The Big Data battle is still on, most of organizations haven’t seen clear symbol to declare victory yet, though everyone is talking about “V” words these days: Volume, Velocity, Variety, and look for big Value; if switch the angle a bit, how to see Big Data in the lens of “Q”?
The growth of Data is exponential: The volume of business data worldwide is expected to double every 1.2 years. Data is growing at 40% compound annual rate, reaching nearly 45 ZB by 2020. Every day, 2.5quintillion bytes of data are created, with 90% of the world’s data created in the past two years, also, data production will be 44 times greater in 2020 than in 2009.
But what exactly is the difference between “a lot” of data and “big data”? According to Gartner, information becomes big data when the volume can no longer be managed with normal database tools. Due to the mountain of information that companies are producing and spreading through social networks, businesses are now facing the challenge of processing all this data in a short time
Perhaps Big Data might not necessarily be that 'big'. Not all big data is new data. a wealth of data generated sits unused or at least not used effectively. To process: Start with a small data sample. You don’t need the full width and depth of your data to find interesting stuff. Start small. It saves you a lot of technology headache at the start. The sample is important. Does it represent the target of your business problem? With Big Data you can sample the part of the population that you are interested in and still have a sample large enough to do meaningful work. That is the advantage of Big Data for analysis. In addition, Big Data processes large diverse data sets to reveal complex relationships, so humans are still crucial ingredients for interpreting the data into insight.
There’s no “perfect” data in Big Data world, the accuracy and compromise will continue to coexist across the span of information management. And Big Data Quality efforts need to be defined more as profiling and standards versus cleansing. This is better aligned to how big data is managed and processed.
Data expert also provides a better definition of data quality as “the extent to which the data actually represents what it purports to represent.” As Data Quality is multiple dimensional concept:
- Objective Data Quality Dimensions: Integrity, Accuracy, Validity, Completeness, Consistency, Existence
- Subjective Data Quality Dimensions: Understandability, objectivity, timeliness, relevance, interpretability, trust
“Good enough” data can be more useful than perfect data, as long as the information is good enough for the recipient to make sound business decisions or solving specific business problems via the best angles, because it takes longer to make the data more accurate, and such time delay may actually diminishes its value rather than improving it. How to leverage data quality and cost/benefit analysis is important.
3. Quantum Leap
Big Data promised to be transformative, not just transactional: Across industries, Big Data can produce large data set coupled with massive processing capabilities to spur growth and reveal cost-efficiency opportunities. Almost all are immersed in a transformation that leverages analytics and big data.

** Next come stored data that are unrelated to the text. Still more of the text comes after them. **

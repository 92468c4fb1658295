//! `sqlx`-backed implementation of [`DatabaseClient`].

use super::client::{ConnectParams, DatabaseClient, ResultSet, Row as RawRow, Session};
use super::error::{ConnectionError, QueryError};
use super::version::{format_version, parse_version};
use futures::future::BoxFuture;
use secrecy::ExposeSecret;
use sqlx::mysql::{MySqlConnectOptions, MySqlConnection, MySqlRow, MySqlSslMode};
use sqlx::{ConnectOptions as _, Connection as _, Executor, Row as _};
use tracing::{debug, info_span, warn};
use tracing_futures::Instrument as _;

/// Opens one dedicated `MySqlConnection` per session (no pool: every
/// instance owns exactly one connection).
#[derive(Clone, Copy, Debug, Default)]
pub struct SqlxClient;

impl SqlxClient {
    #[must_use]
    pub const fn new() -> Self {
        Self
    }
}

/// Translate connection parameters into `sqlx` options.
#[must_use]
pub fn connect_options(params: &ConnectParams) -> MySqlConnectOptions {
    let mut opts = MySqlConnectOptions::new();

    if let Some(host) = params.host.as_deref().filter(|h| !h.is_empty()) {
        opts = opts.host(host);
    }
    if let Some(port) = params.port {
        opts = opts.port(port);
    }
    if let Some(socket) = &params.socket {
        opts = opts.socket(socket);
    }
    if let Some(user) = &params.user {
        opts = opts.username(user);
    }
    if let Some(password) = &params.password {
        opts = opts.password(password.expose_secret());
    }
    if let Some(database) = &params.database {
        opts = opts.database(database);
    }

    let tls = &params.tls;
    opts = opts.ssl_mode(ssl_mode(params));
    if let Some(ca) = &tls.ca {
        opts = opts.ssl_ca(ca);
    }
    if let Some(cert) = &tls.cert {
        opts = opts.ssl_client_cert(cert);
    }
    if let Some(key) = &tls.key {
        opts = opts.ssl_client_key(key);
    }

    opts.disable_statement_logging()
}

/// CA given: verify it. Client key or cert only: require TLS. Otherwise let
/// the server decide.
#[must_use]
pub const fn ssl_mode(params: &ConnectParams) -> MySqlSslMode {
    let tls = &params.tls;
    if tls.ca.is_some() {
        MySqlSslMode::VerifyCa
    } else if tls.key.is_some() || tls.cert.is_some() {
        MySqlSslMode::Required
    } else {
        MySqlSslMode::Preferred
    }
}

impl DatabaseClient for SqlxClient {
    fn connect<'a>(
        &'a self,
        params: &'a ConnectParams,
    ) -> BoxFuture<'a, Result<Box<dyn Session>, ConnectionError>> {
        Box::pin(async move {
            let host = params.display_host().to_string();
            let database = params.display_database().to_string();

            if params.tls.ca_path.is_some() {
                warn!(host = %host, "tls.ca_path is not supported by the rustls client, ignoring");
            }
            if params.tls.cipher.is_some() {
                warn!(host = %host, "tls.cipher is not supported by the rustls client, ignoring");
            }

            let opts = connect_options(params);
            let connecting = opts.connect();

            let result = if params.connect_timeout.is_zero() {
                connecting.await
            } else {
                match tokio::time::timeout(params.connect_timeout, connecting).await {
                    Ok(result) => result,
                    Err(_) => {
                        return Err(ConnectionError::Timeout {
                            host,
                            database,
                            timeout_secs: params.connect_timeout.as_secs(),
                        });
                    }
                }
            };

            let mut conn = result.map_err(|e| ConnectionError::Connect {
                host: host.clone(),
                database: database.clone(),
                reason: e.to_string(),
            })?;

            let version: String = sqlx::query_scalar("SELECT VERSION()")
                .fetch_one(&mut conn)
                .await
                .map_err(|e| ConnectionError::Handshake {
                    host: host.clone(),
                    reason: e.to_string(),
                })?;

            let cipher = fetch_cipher(&mut conn).await;
            let version = parse_version(&version);

            debug!(
                host = %host,
                server_version = %format_version(version),
                "session opened"
            );

            Ok(Box::new(SqlxSession {
                conn,
                version,
                cipher,
            }) as Box<dyn Session>)
        })
    }
}

/// Best effort: an unencrypted session reports an empty cipher.
async fn fetch_cipher(conn: &mut MySqlConnection) -> Option<String> {
    let query = sqlx::raw_sql("SHOW STATUS LIKE 'Ssl_cipher'");
    let rows = match Executor::fetch_all(&mut *conn, query).await {
        Ok(rows) => rows,
        Err(e) => {
            debug!(error = %e, "could not read Ssl_cipher");
            return None;
        }
    };

    rows.first()
        .and_then(|row| decode(row, 1))
        .filter(|c| !c.is_empty())
}

struct SqlxSession {
    conn: MySqlConnection,
    version: u64,
    cipher: Option<String>,
}

impl Session for SqlxSession {
    fn ping(&mut self) -> BoxFuture<'_, bool> {
        Box::pin(async move {
            match self.conn.ping().await {
                Ok(()) => true,
                Err(e) => {
                    debug!(error = %e, "ping failed");
                    false
                }
            }
        })
    }

    fn query<'a>(&'a mut self, sql: &'a str) -> BoxFuture<'a, Result<ResultSet, QueryError>> {
        Box::pin(async move {
            // Text protocol: SHOW statements are not preparable on every server.
            let rows = Executor::fetch_all(&mut self.conn, sqlx::raw_sql(sql))
                .await
                .map_err(|e| match e {
                    sqlx::Error::Database(db) => QueryError::Rejected {
                        query: sql.to_string(),
                        reason: db.to_string(),
                    },
                    other => QueryError::Materialize {
                        query: sql.to_string(),
                        reason: other.to_string(),
                    },
                })?;

            let columns = rows.first().map_or(0, |row| row.columns().len());
            let rows = rows
                .iter()
                .map(|row| (0..row.columns().len()).map(|i| decode(row, i)).collect::<RawRow>())
                .collect();

            Ok(ResultSet::new(columns, rows))
        })
    }

    fn server_version(&self) -> u64 {
        self.version
    }

    fn tls_cipher(&self) -> Option<&str> {
        self.cipher.as_deref()
    }

    fn close(self: Box<Self>) -> BoxFuture<'static, ()> {
        let span = info_span!("db.close", db.system = "mysql");
        Box::pin(
            async move {
                if let Err(e) = self.conn.close().await {
                    debug!(error = %e, "error while closing connection");
                }
            }
            .instrument(span),
        )
    }
}

/// Every column is read as text. Values that are not valid UTF-8 (binary
/// columns) are converted lossily.
fn decode(row: &MySqlRow, index: usize) -> Option<String> {
    match row.try_get_unchecked::<Option<String>, _>(index) {
        Ok(value) => value,
        Err(_) => row
            .try_get_unchecked::<Option<Vec<u8>>, _>(index)
            .ok()
            .flatten()
            .map(|bytes| String::from_utf8_lossy(&bytes).into_owned()),
    }
}
//! One polling pass over one instance.
//!
//! `connect → status → {innodb, primary, replication, cluster}`. A failed
//! connect or status query ends the cycle; every later sub-query is attempted
//! regardless of how its siblings fared.

use super::classify::{StatusScan, classify_innodb_metric, classify_wsrep};
use super::client::{DatabaseClient, Session};
use super::error::{CycleError, SampleError, SchemaError};
use super::instance::{Features, Instance};
use super::query::{
    SHOW_MASTER_STATUS, SHOW_SLAVE_STATUS, SHOW_WSREP_STATUS, execute, innodb_metrics_query,
    innodb_metrics_supported, status_query,
};
use super::replication::{Observation, ReplicationWatcher, primary_position};
use crate::sink::{Emission, MetricSink, Notifier, Tags};
use serde::Serialize;
use std::fmt;
use std::sync::Arc;
use tracing::{Span, debug, instrument, warn};
use ulid::Ulid;

#[derive(Clone, Copy, Debug, PartialEq, Eq, Hash, Serialize)]
#[serde(rename_all = "lowercase")]
pub enum SubQuery {
    Innodb,
    Primary,
    Replication,
    Cluster,
}

impl SubQuery {
    #[must_use]
    pub const fn as_str(&self) -> &'static str {
        match self {
            Self::Innodb => "innodb",
            Self::Primary => "primary",
            Self::Replication => "replication",
            Self::Cluster => "cluster",
        }
    }
}

impl fmt::Display for SubQuery {
    fn fmt(&self, f: &mut fmt::Formatter<'_>) -> fmt::Result {
        f.write_str(self.as_str())
    }
}

/// Result of one attempted sub-query: number of emissions on success.
#[derive(Debug)]
pub struct SubQueryOutcome {
    pub sub_query: SubQuery,
    pub result: Result<usize, SampleError>,
}

/// Summary of a cycle that got past the status query.
#[derive(Debug)]
pub struct CycleReport {
    pub cycle_id: Ulid,
    pub server_version: u64,
    /// Emissions handed to the sink, status query included.
    pub emitted: usize,
    pub notified: usize,
    pub sub_queries: Vec<SubQueryOutcome>,
}

impl CycleReport {
    fn new(cycle_id: Ulid, server_version: u64) -> Self {
        Self {
            cycle_id,
            server_version,
            emitted: 0,
            notified: 0,
            sub_queries: Vec::new(),
        }
    }

    #[must_use]
    pub fn outcome(&self, sub_query: SubQuery) -> Option<&Result<usize, SampleError>> {
        self.sub_queries
            .iter()
            .find(|o| o.sub_query == sub_query)
            .map(|o| &o.result)
    }

    /// Sub-queries that were attempted, in order.
    #[must_use]
    pub fn attempted(&self) -> Vec<SubQuery> {
        self.sub_queries.iter().map(|o| o.sub_query).collect()
    }

    pub fn failures(&self) -> impl Iterator<Item = (SubQuery, &SampleError)> {
        self.sub_queries
            .iter()
            .filter_map(|o| o.result.as_ref().err().map(|e| (o.sub_query, e)))
    }

    #[must_use]
    pub fn is_complete(&self) -> bool {
        self.failures().next().is_none()
    }
}

/// Drives cycles: owns the shared collaborators, never any instance state.
#[derive(Clone)]
pub struct Sampler {
    client: Arc<dyn DatabaseClient>,
    sink: Arc<dyn MetricSink>,
    notifier: Arc<dyn Notifier>,
}

impl Sampler {
    #[must_use]
    pub fn new(
        client: Arc<dyn DatabaseClient>,
        sink: Arc<dyn MetricSink>,
        notifier: Arc<dyn Notifier>,
    ) -> Self {
        Self {
            client,
            sink,
            notifier,
        }
    }

    /// Run one cycle against `instance`.
    ///
    /// # Errors
    ///
    /// Returns [`CycleError::Connection`] if no session could be obtained and
    /// [`CycleError::Status`] if the status query failed. Sub-query failures
    /// are reported in the returned [`CycleReport`] instead.
    #[instrument(
        skip(self, instance),
        level = "info",
        err,
        fields(instance = %instance.name(), cycle_id = tracing::field::Empty)
    )]
    pub async fn run_cycle(&self, instance: &mut Instance) -> Result<CycleReport, CycleError> {
        let cycle_id = Ulid::new();
        Span::current().record("cycle_id", tracing::field::display(cycle_id));

        let Instance {
            tags,
            features,
            connection,
            replication,
            ..
        } = instance;
        let (tags, features): (&Tags, &Features) = (tags, features);

        let session = connection.acquire(self.client.as_ref()).await?;
        let version = session.server_version();
        let mut report = CycleReport::new(cycle_id, version);

        let status = execute(session, status_query(version))
            .await
            .map_err(CycleError::Status)?;

        let mut scan = StatusScan::new(features.innodb_stats);
        for (key, value) in status.pairs() {
            scan.observe(key, value);
        }
        report.emitted += self.emit(tags, &scan.finish());

        if features.innodb_stats {
            if innodb_metrics_supported(version) {
                let result = innodb_metrics(session, version).await;
                self.record(&mut report, tags, SubQuery::Innodb, result);
            } else {
                debug!(server_version = version, "innodb_metrics not available, skipping");
            }
        }

        if features.primary_stats {
            let result = primary_stats(session).await;
            self.record(&mut report, tags, SubQuery::Primary, result);
        }

        if features.replication() {
            let result = replica_stats(session, replication, features).await;
            let result = result.map(|observation| {
                for notification in &observation.notifications {
                    self.notifier.notify(tags, notification);
                }
                report.notified += observation.notifications.len();
                observation.emissions
            });
            self.record(&mut report, tags, SubQuery::Replication, result);
        }

        if features.wsrep_stats {
            let result = wsrep_stats(session).await;
            self.record(&mut report, tags, SubQuery::Cluster, result);
        }

        debug!(
            emitted = report.emitted,
            notified = report.notified,
            failed = report.failures().count(),
            "cycle finished"
        );

        Ok(report)
    }

    fn emit(&self, tags: &Tags, emissions: &[Emission]) -> usize {
        self.sink.emit_all(tags, emissions);
        emissions.len()
    }

    fn record(
        &self,
        report: &mut CycleReport,
        tags: &Tags,
        sub_query: SubQuery,
        result: Result<Vec<Emission>, SampleError>,
    ) {
        let result = match result {
            Ok(emissions) => {
                let n = self.emit(tags, &emissions);
                report.emitted += n;
                Ok(n)
            }
            Err(e) => {
                warn!(
                    instance = %tags.instance,
                    sub_query = %sub_query,
                    error = %e,
                    "sub-query failed"
                );
                Err(e)
            }
        };
        report.sub_queries.push(SubQueryOutcome { sub_query, result });
    }
}

async fn innodb_metrics(
    session: &mut dyn Session,
    version: u64,
) -> Result<Vec<Emission>, SampleError> {
    let result = execute(session, innodb_metrics_query(version)).await?;
    Ok(result
        .pairs()
        .filter_map(|(name, count)| classify_innodb_metric(name, count))
        .collect())
}

async fn primary_stats(session: &mut dyn Session) -> Result<Vec<Emission>, SampleError> {
    let result = execute(session, SHOW_MASTER_STATUS).await?;
    Ok(vec![primary_position(&result)?])
}

async fn replica_stats(
    session: &mut dyn Session,
    watcher: &mut ReplicationWatcher,
    features: &Features,
) -> Result<Observation, SampleError> {
    let result = execute(session, SHOW_SLAVE_STATUS).await?;
    Ok(watcher.observe(&result, features)?)
}

async fn wsrep_stats(session: &mut dyn Session) -> Result<Vec<Emission>, SampleError> {
    let result = execute(session, SHOW_WSREP_STATUS).await?;
    if result.is_empty() {
        return Err(SchemaError::NoRows {
            query: SHOW_WSREP_STATUS,
        }
        .into());
    }
    Ok(result
        .pairs()
        .filter_map(|(key, value)| classify_wsrep(key, value))
        .collect())
}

The greatest rewards go to those with clear vision for how it can transform their organization, capabilities and industry. According to industry survey, more than 90% of Fortune 500 companies will have at least one big data initiatives, the effective use of data can deliver substantial top and bottom-line benefits, Building business capabilities through it will not only improve performance in traditional segments and functions, but also create opportunities to expand product and service offerings and create new business model.
Real World Data Puzzles: If every passenger poses 100 searches before buying a air ticket (a number in line with actual behavior) and each search looks at 1,000 flights, then the airlines would need to answer 15,000,000 questions per second. Neither their networks nor their computers can handle this.
Why is this important? Because data makes all the difference in the world in a time-critical environment, so keep business questions in mind such as:
“What are the problems we need to solve? What is the insight? How can the data provide guidance to make the best decision” etc.
Some even think Big Data in 21st century is equivalent to the industrial revolution in 20th century, As organizations are increasingly experimenting to capture big data’s potential for both short and long term advantage, such as build out the capabilities necessary to capitalize on big data potential, or perhaps embrace the creative destruction of business model.
Such three “Q” words for Big Data is accompanies with Questioning: to capture insight from Big Data, and pursue quantum leap in business transformation.